What the task asks — Determine how many lines in the records hold "copied", and give that number with nothing added.

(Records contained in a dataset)
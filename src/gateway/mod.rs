//! Access to the hosted data service.
//!
//! The service speaks a PostgREST-style dialect: every collection is a table
//! that answers filtered, ordered, limited selects and accepts inserts,
//! filtered updates and filtered deletes. Stored functions are reachable as
//! RPC calls.
//!
//! The [`Gateway`] trait exposes exactly those primitives over JSON values,
//! and [`collections`] layers typed queries (results for a year, teams by
//! points, ...) on top. Two implementations exist:
//!
//! | Gateway | Use |
//! |---------|-----|
//! | [`RestGateway`] | The live service over HTTP (`reqwest::blocking`) |
//! | [`MemoryGateway`] | Offline builds from a seed file, and tests |
//!
//! Authentication lives in [`auth`]; an authenticated session only changes
//! the bearer token the REST gateway sends.

pub mod auth;
pub mod collections;
pub mod memory;
pub mod query;
pub mod rest;

pub use memory::MemoryGateway;
pub use query::{Filter, Order, Query};
pub use rest::RestGateway;

use crate::config::ActivationMode;
use serde_json::{Value, json};
use thiserror::Error;

/// Names of the collections the site reads and writes.
pub mod tables {
    pub const RESULTS: &str = "results";
    pub const TEAMS: &str = "teams";
    pub const BACKGROUNDS: &str = "homepage_background";
    pub const NEWS: &str = "news";
    pub const GALLERY: &str = "gallery";
    pub const ABOUT: &str = "about_content";
    pub const TEAM_MEMBERS: &str = "team_members";
}

#[derive(Error, Debug)]
pub enum GatewayError {
    #[error("HTTP error: {0}")]
    Http(#[from] reqwest::Error),
    #[error("JSON error: {0}")]
    Json(#[from] serde_json::Error),
    #[error("IO error: {0}")]
    Io(#[from] std::io::Error),
    /// The service answered with a non-success status.
    #[error("{status}: {message}")]
    Status { status: u16, message: String },
    #[error("Not authenticated: {0}")]
    Unauthorized(String),
    #[error("No {table} row with id '{id}'")]
    NotFound { table: String, id: String },
    #[error("Unknown function '{0}'")]
    UnknownFunction(String),
    #[error("Invalid data: {0}")]
    Invalid(String),
    /// The deactivate step succeeded but activating the target failed.
    /// No background is active until activation is retried.
    #[error(
        "Background activation incomplete: all backgrounds were deactivated but '{id}' could not be activated: {source}"
    )]
    PartialActivation {
        id: String,
        #[source]
        source: Box<GatewayError>,
    },
}

/// Primitive operations of the hosted data service.
///
/// Implementations must be `Sync`: the fetch stage issues independent queries
/// from rayon worker threads.
pub trait Gateway: Sync {
    /// Rows of `query.table` matching every filter, ordered and limited.
    fn select(&self, query: &Query) -> Result<Vec<Value>, GatewayError>;

    /// Insert one row. Returns the row as stored (with generated columns).
    fn insert(&self, table: &str, row: Value) -> Result<Value, GatewayError>;

    /// Merge `patch` into every row matching `filters`. Returns the number of
    /// rows touched.
    fn update(&self, table: &str, filters: &[Filter], patch: Value) -> Result<usize, GatewayError>;

    /// Delete every row matching `filters`. Returns the number of rows removed.
    fn delete(&self, table: &str, filters: &[Filter]) -> Result<usize, GatewayError>;

    /// Call a stored function.
    fn rpc(&self, function: &str, args: Value) -> Result<Value, GatewayError>;

    /// Make `id` the single active homepage background.
    ///
    /// In [`ActivationMode::TwoStep`] this issues two writes: every active row
    /// is deactivated, then the target is activated. If the second write
    /// fails, no background is active and [`GatewayError::PartialActivation`]
    /// is returned. [`ActivationMode::Atomic`] delegates the swap to the
    /// stored function `function`, which performs it in one transaction.
    fn activate_background(
        &self,
        id: &str,
        mode: ActivationMode,
        function: &str,
    ) -> Result<(), GatewayError> {
        match mode {
            ActivationMode::TwoStep => {
                self.update(
                    tables::BACKGROUNDS,
                    &[Filter::eq("is_active", true)],
                    json!({ "is_active": false }),
                )?;
                let activated = self
                    .update(
                        tables::BACKGROUNDS,
                        &[Filter::eq("id", id)],
                        json!({ "is_active": true }),
                    )
                    .and_then(|n| {
                        if n == 0 {
                            Err(GatewayError::NotFound {
                                table: tables::BACKGROUNDS.to_string(),
                                id: id.to_string(),
                            })
                        } else {
                            Ok(())
                        }
                    });
                activated.map_err(|e| GatewayError::PartialActivation {
                    id: id.to_string(),
                    source: Box::new(e),
                })
            }
            ActivationMode::Atomic => {
                self.rpc(function, json!({ "target_id": id }))?;
                Ok(())
            }
        }
    }
}
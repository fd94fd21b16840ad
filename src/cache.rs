//! Poster raster cache for incremental builds.
//!
//! Rasterizing five styles for every program of every year is the slow part
//! of a build, and almost every rebuild changes only a handful of results.
//! This module lets the poster stage skip rasterization when neither the
//! poster's SVG nor the raster parameters changed since the last build.
//!
//! ## Cache keys
//!
//! The cache is **content-addressed**: lookups go by the pair
//! (`svg_hash`, `params_hash`), not by output path. Program directories are
//! numbered by sort position, so adding one program renumbers every program
//! after it; content addressing turns those renames into file copies instead
//! of re-renders.
//!
//! - **`svg_hash`**: SHA-256 of the SVG text. Any change to a name, team,
//!   style or layout changes the SVG and therefore the hash.
//! - **`params_hash`**: SHA-256 of pixel ratio and the font directories.
//!   Adding fonts can change how text renders, so it invalidates too.
//!
//! A hit requires a matching entry **and** the previously written PNG still
//! on disk. When the hit lives at a different path, the file is copied.
//!
//! ## Storage
//!
//! `<processed>/.cache-manifest.json`, beside the PNGs it describes.
//! `--no-cache` starts from an empty manifest.

use sha2::{Digest, Sha256};
use std::collections::HashMap;
use std::fmt;
use std::io;
use std::path::{Path, PathBuf};

const MANIFEST_FILENAME: &str = ".cache-manifest.json";

/// Bump to invalidate every existing cache when key computation changes.
const MANIFEST_VERSION: u32 = 1;

#[derive(Debug, Clone, serde::Serialize, serde::Deserialize, PartialEq, Eq)]
pub struct CacheEntry {
    pub svg_hash: String,
    pub params_hash: String,
}

/// Output path → cache entry, plus a runtime reverse index by content.
#[derive(Debug, Clone, serde::Serialize, serde::Deserialize)]
pub struct CacheManifest {
    pub version: u32,
    pub entries: HashMap<String, CacheEntry>,
    /// `"{svg_hash}:{params_hash}"` → output path. Rebuilt on load.
    #[serde(skip)]
    content_index: HashMap<String, String>,
}

fn content_key(svg_hash: &str, params_hash: &str) -> String {
    format!("{svg_hash}:{params_hash}")
}

impl CacheManifest {
    pub fn empty() -> Self {
        Self {
            version: MANIFEST_VERSION,
            entries: HashMap::new(),
            content_index: HashMap::new(),
        }
    }

    /// Load from `dir`. Missing, corrupt or outdated manifests load empty.
    pub fn load(dir: &Path) -> Self {
        let Ok(content) = std::fs::read_to_string(dir.join(MANIFEST_FILENAME)) else {
            return Self::empty();
        };
        let mut manifest: Self = match serde_json::from_str(&content) {
            Ok(m) => m,
            Err(e) => {
                tracing::debug!(error = %e, "discarding unreadable cache manifest");
                return Self::empty();
            }
        };
        if manifest.version != MANIFEST_VERSION {
            return Self::empty();
        }
        manifest.content_index = manifest
            .entries
            .iter()
            .map(|(path, e)| (content_key(&e.svg_hash, &e.params_hash), path.clone()))
            .collect();
        manifest
    }

    pub fn save(&self, dir: &Path) -> io::Result<()> {
        let json = serde_json::to_string_pretty(self)?;
        std::fs::write(dir.join(MANIFEST_FILENAME), json)
    }

    /// Stored path of a PNG rendered from this content, if it still exists.
    ///
    /// The path may differ from where the caller wants the file; copying it
    /// over is the caller's job.
    pub fn find_cached(&self, svg_hash: &str, params_hash: &str, dir: &Path) -> Option<String> {
        let stored = self.content_index.get(&content_key(svg_hash, params_hash))?;
        dir.join(stored).exists().then(|| stored.clone())
    }

    /// Record that `output_path` holds the render of this content.
    ///
    /// An older entry for the same content under another path is dropped.
    pub fn insert(&mut self, output_path: String, svg_hash: String, params_hash: String) {
        let key = content_key(&svg_hash, &params_hash);
        if let Some(old) = self.content_index.get(&key)
            && *old != output_path
        {
            self.entries.remove(old.as_str());
        }
        self.content_index.insert(key, output_path.clone());
        self.entries.insert(
            output_path,
            CacheEntry {
                svg_hash,
                params_hash,
            },
        );
    }
}

pub fn hash_svg(svg: &str) -> String {
    format!("{:x}", Sha256::digest(svg.as_bytes()))
}

/// Hash of everything besides the SVG that affects the PNG.
pub fn hash_raster_params(pixel_ratio: u32, font_dirs: &[PathBuf]) -> String {
    let mut hasher = Sha256::new();
    hasher.update(b"poster\0");
    hasher.update(pixel_ratio.to_le_bytes());
    for dir in font_dirs {
        hasher.update(dir.to_string_lossy().as_bytes());
        hasher.update(b"\0");
    }
    format!("{:x}", hasher.finalize())
}

/// Cache outcome counts for one run.
#[derive(Debug, Default, Clone, PartialEq, Eq)]
pub struct CacheStats {
    pub hits: u32,
    pub copies: u32,
    pub misses: u32,
}

impl CacheStats {
    pub fn hit(&mut self) {
        self.hits += 1;
    }

    pub fn copy(&mut self) {
        self.copies += 1;
    }

    pub fn miss(&mut self) {
        self.misses += 1;
    }

    pub fn total(&self) -> u32 {
        self.hits + self.copies + self.misses
    }
}

impl fmt::Display for CacheStats {
    fn fmt(&self, f: &mut fmt::Formatter<'_>) -> fmt::Result {
        match (self.hits + self.copies, self.copies) {
            (0, _) => write!(f, "{} rendered", self.misses),
            (_, 0) => write!(
                f,
                "{} cached, {} rendered ({} total)",
                self.hits,
                self.misses,
                self.total()
            ),
            _ => write!(
                f,
                "{} cached, {} copied, {} rendered ({} total)",
                self.hits,
                self.copies,
                self.misses,
                self.total()
            ),
        }
    }
}

#[cfg(test)]
mod tests {
    use super::*;
    use std::fs;
    use tempfile::TempDir;

    #[test]
    fn hit_requires_file_on_disk() {
        let tmp = TempDir::new().unwrap();
        let mut m = CacheManifest::empty();
        m.insert("2025/001-quiz--junior/style-1.png".into(), "svg".into(), "prm".into());
        assert_eq!(m.find_cached("svg", "prm", tmp.path()), None);

        let dir = tmp.path().join("2025/001-quiz--junior");
        fs::create_dir_all(&dir).unwrap();
        fs::write(dir.join("style-1.png"), "png").unwrap();
        assert_eq!(
            m.find_cached("svg", "prm", tmp.path()),
            Some("2025/001-quiz--junior/style-1.png".to_string())
        );
    }

    #[test]
    fn miss_on_changed_svg_or_params() {
        let tmp = TempDir::new().unwrap();
        let mut m = CacheManifest::empty();
        m.insert("p.png".into(), "svg_a".into(), "prm_a".into());
        fs::write(tmp.path().join("p.png"), "png").unwrap();

        assert_eq!(m.find_cached("svg_b", "prm_a", tmp.path()), None);
        assert_eq!(m.find_cached("svg_a", "prm_b", tmp.path()), None);
    }

    #[test]
    fn renumbered_program_replaces_old_entry() {
        let mut m = CacheManifest::empty();
        m.insert("2025/001-quiz--junior/style-1.png".into(), "s".into(), "p".into());
        m.insert("2025/002-quiz--junior/style-1.png".into(), "s".into(), "p".into());

        assert_eq!(m.entries.len(), 1);
        assert!(m.entries.contains_key("2025/002-quiz--junior/style-1.png"));
    }

    #[test]
    fn save_and_load_rebuilds_index() {
        let tmp = TempDir::new().unwrap();
        let mut m = CacheManifest::empty();
        m.insert("a.png".into(), "s1".into(), "p1".into());
        m.save(tmp.path()).unwrap();

        let loaded = CacheManifest::load(tmp.path());
        assert_eq!(loaded.entries.len(), 1);
        assert_eq!(loaded.content_index.get("s1:p1"), Some(&"a.png".to_string()));
    }

    #[test]
    fn corrupt_or_outdated_manifest_loads_empty() {
        let tmp = TempDir::new().unwrap();
        fs::write(tmp.path().join(MANIFEST_FILENAME), "not json").unwrap();
        assert!(CacheManifest::load(tmp.path()).entries.is_empty());

        let json = format!(
            r#"{{"version": {}, "entries": {{"a": {{"svg_hash":"h","params_hash":"p"}}}}}}"#,
            MANIFEST_VERSION + 1
        );
        fs::write(tmp.path().join(MANIFEST_FILENAME), json).unwrap();
        assert!(CacheManifest::load(tmp.path()).entries.is_empty());
    }

    #[test]
    fn svg_hash_tracks_content() {
        assert_eq!(hash_svg("<svg/>"), hash_svg("<svg/>"));
        assert_ne!(hash_svg("<svg/>"), hash_svg("<svg></svg>"));
        assert_eq!(hash_svg("").len(), 64);
    }

    #[test]
    fn params_hash_varies_with_ratio_and_fonts() {
        let none: Vec<PathBuf> = vec![];
        assert_ne!(hash_raster_params(1, &none), hash_raster_params(2, &none));
        assert_ne!(
            hash_raster_params(2, &none),
            hash_raster_params(2, &[PathBuf::from("fonts")])
        );
    }

    #[test]
    fn stats_display() {
        let mut s = CacheStats::default();
        s.misses = 3;
        assert_eq!(s.to_string(), "3 rendered");
        s.hits = 5;
        assert_eq!(s.to_string(), "5 cached, 3 rendered (8 total)");
        s.copies = 2;
        assert_eq!(s.to_string(), "5 cached, 2 copied, 3 rendered (10 total)");
    }
}
fn main() -> Result<(), Box<dyn std::error::Error>> {
    let cli = Cli::parse();
    init_tracing(cli.verbose);

    match &cli.command {
        Command::Fetch => {
            let config = config::load_config(&cli.site)?;
            let gw = open_gateway(&cli, &config, None)?;
            let snapshot = fetch::fetch(gw.as_ref(), &config);
            snapshot.save(&snapshot_path(&cli))?;
            output::print_fetch_output(&snapshot);
        }
        Command::Posters(cache_args) => {
            let result = run_posters(&cli, cache_args)?;
            println!("Cache: {}", result.cache_stats);
        }
        Command::Generate => {
            let processed_dir = cli.temp_dir.join("processed");
            let site = generate::generate(
                &processed_dir.join("manifest.json"),
                &processed_dir,
                &cli.site,
                &cli.output,
            )?;
            output::print_generate_output(&site);
        }
        Command::Build(cache_args) => {
            std::fs::create_dir_all(&cli.temp_dir)?;

            println!("==> Stage 1: Fetching from {}", source_label(&cli));
            let config = config::load_config(&cli.site)?;
            let gw = open_gateway(&cli, &config, None)?;
            init_thread_pool(&config.processing);
            let snapshot = fetch::fetch(gw.as_ref(), &config);
            snapshot.save(&snapshot_path(&cli))?;
            output::print_fetch_output(&snapshot);

            println!("==> Stage 2: Rendering posters");
            let result = run_posters(&cli, cache_args)?;
            println!("Cache: {}", result.cache_stats);

            println!("==> Stage 3: Generating HTML → {}", cli.output.display());
            let processed_dir = cli.temp_dir.join("processed");
            let site =
                generate::generate_site(&result.manifest, &processed_dir, &cli.site, &cli.output)?;
            output::print_generate_output(&site);

            println!("==> Build complete: {}", cli.output.display());
        }
        Command::Results { year, search, tab } => {
            let config = config::load_config(&cli.site)?;
            let gw = open_gateway(&cli, &config, None)?;
            let mut view = load_view(gw.as_ref(), &config, year.as_deref())?;
            view.set_tab(*tab);
            view.set_search(search);
            output::print_results_view(&view);
        }
        Command::Poster {
            year,
            event,
            category,
            style,
            out,
            share,
        } => {
            let config = config::load_config(&cli.site)?;
            let gw = open_gateway(&cli, &config, None)?;
            let mut view = load_view(gw.as_ref(), &config, year.as_deref())?;
            if let Some(message) = view.error() {
                return Err(format!("Connection Error: {message}").into());
            }
            let program = view
                .program_cards()
                .into_iter()
                .map(|card| card.program)
                .find(|p| {
                    p.event.eq_ignore_ascii_case(event.trim())
                        && p.category.eq_ignore_ascii_case(category.trim())
                })
                .ok_or_else(|| format!("no results for {event} - {category} in {}", view.year()))?;

            let viewer = view.open_poster(&program);
            let style = style.unwrap_or_else(|| viewer.style());
            let svg = poster::render_svg(style, &viewer.data, &config.posters);
            let rasterizer = Rasterizer::new(&font_dirs(&cli.site, &config));
            let path = export::export_png(
                &rasterizer,
                &svg,
                out,
                &program.event,
                config.posters.pixel_ratio,
            )?;

            let shared = if *share {
                let url = config
                    .site
                    .url_for(&format!("results/{}/", view.year()));
                let payload = SharePayload::for_program(&program, &url);
                Some(export::share_with_fallback(None, &Osc52Clipboard, &payload)?)
            } else {
                None
            };
            output::print_poster_export(&path, shared.as_ref());
        }
        Command::Admin(command) => run_admin(&cli, command)?,
        Command::GenConfig => {
            print!("{}", config::stock_config_toml());
        }
    }

    Ok(())
}

/// Stage 2 from the saved snapshot, with a printer thread for progress.
fn run_posters(
    cli: &Cli,
    cache_args: &CacheArgs,
) -> Result<process::ProcessResult, Box<dyn std::error::Error>> {
    let snapshot_path = snapshot_path(cli);
    let snapshot = fetch::Snapshot::load(&snapshot_path)?;
    init_thread_pool(&snapshot.config.processing);
    let processed_dir = cli.temp_dir.join("processed");
    let (tx, rx) = std::sync::mpsc::channel();
    let printer = std::thread::spawn(move || {
        for event in rx {
            for line in output::format_process_event(&event) {
                println!("{}", line);
            }
        }
    });
    let result = process::process(
        &snapshot_path,
        &cli.site,
        &processed_dir,
        !cache_args.no_cache,
        Some(tx),
    );
    printer
        .join()
        .map_err(|_| "progress printer thread panicked")?;
    let result = result?;
    let json = serde_json::to_string_pretty(&result.manifest)?;
    std::fs::write(processed_dir.join("manifest.json"), json)?;
    Ok(result)
}

fn run_admin(cli: &Cli, command: &AdminCommand) -> Result<(), Box<dyn std::error::Error>> {
    let config = config::load_config(&cli.site)?;
    let action = match command {
        AdminCommand::Login { email, password } => {
            let gw = rest_gateway(cli, &config)?;
            let session = auth::sign_in(&gw, email, password)?;
            session.save(&cli.session)?;
            println!(
                "Signed in as {} (until {})",
                session.email,
                session.expires_at.format("%Y-%m-%d %H:%M UTC")
            );
            return Ok(());
        }
        AdminCommand::Logout => {
            if Session::clear(&cli.session)? {
                println!("Signed out");
            } else {
                println!("Not signed in");
            }
            return Ok(());
        }
        AdminCommand::ResetPassword { email, redirect_to } => {
            let gw = rest_gateway(cli, &config)?;
            auth::request_password_reset(&gw, email, redirect_to.as_deref())?;
            println!("Password reset email sent to {email}");
            return Ok(());
        }
        AdminCommand::UpdatePassword { password, token } => {
            auth::validate_password(password)?;
            let token = match token {
                Some(t) => t.clone(),
                None => Session::require(&cli.session, Utc::now())?.access_token,
            };
            let gw = rest_gateway(cli, &config)?.with_access_token(token);
            auth::update_password(&gw, password)?;
            println!("Password updated");
            return Ok(());
        }
        AdminCommand::Background(cmd) => match cmd {
            BackgroundCommand::List => AdminAction::ListBackgrounds,
            BackgroundCommand::Add { url, kind } => AdminAction::AddBackground {
                kind: *kind,
                url: url.clone(),
            },
            BackgroundCommand::Delete { id } => AdminAction::DeleteBackground { id: id.clone() },
            BackgroundCommand::Activate { id } => {
                AdminAction::ActivateBackground { id: id.clone() }
            }
        },
        AdminCommand::Result(cmd) => match cmd {
            ResultCommand::Add {
                year,
                event,
                category,
                position,
                participant,
                school,
                team,
            } => AdminAction::AddResult(NewResultFields {
                year: year.clone(),
                event: event.clone(),
                category: category.clone(),
                position: *position,
                participant: participant.clone(),
                school: school.clone(),
                team: team.clone(),
            }),
            ResultCommand::Delete { id } => AdminAction::DeleteResult { id: id.clone() },
        },
        AdminCommand::Team(cmd) => match cmd {
            TeamCommand::Add { name, points } => AdminAction::AddTeam {
                name: name.clone(),
                points: *points,
            },
            TeamCommand::SetPoints { id, points } => AdminAction::SetTeamPoints {
                id: id.clone(),
                points: *points,
            },
            TeamCommand::Delete { id } => AdminAction::DeleteTeam { id: id.clone() },
        },
    };

    let token = if cli.seed.is_some() {
        None
    } else {
        Some(Session::require(&cli.session, Utc::now())?.access_token)
    };
    let gw = open_gateway(cli, &config, token)?;
    let outcome = admin::execute(gw.as_ref(), action, &config.gateway)?;
    output::print_admin_outcome(&outcome);
    Ok(())
}

/// The in-memory gateway for `--seed`, otherwise the REST gateway.
fn open_gateway(
    cli: &Cli,
    config: &SiteConfig,
    access_token: Option<String>,
) -> Result<Box<dyn Gateway>, Box<dyn std::error::Error>> {
    if let Some(seed) = &cli.seed {
        return Ok(Box::new(MemoryGateway::from_seed_file(seed)?));
    }
    let gw = rest_gateway(cli, config)?;
    Ok(match access_token {
        Some(token) => Box::new(gw.with_access_token(token)),
        None => Box::new(gw),
    })
}

fn rest_gateway(
    cli: &Cli,
    config: &SiteConfig,
) -> Result<RestGateway, Box<dyn std::error::Error>> {
    Ok(RestGateway::new(
        &config.gateway.url,
        &cli.gateway_key,
        Duration::from_secs(config.gateway.timeout_secs),
    )?)
}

Finished task — 3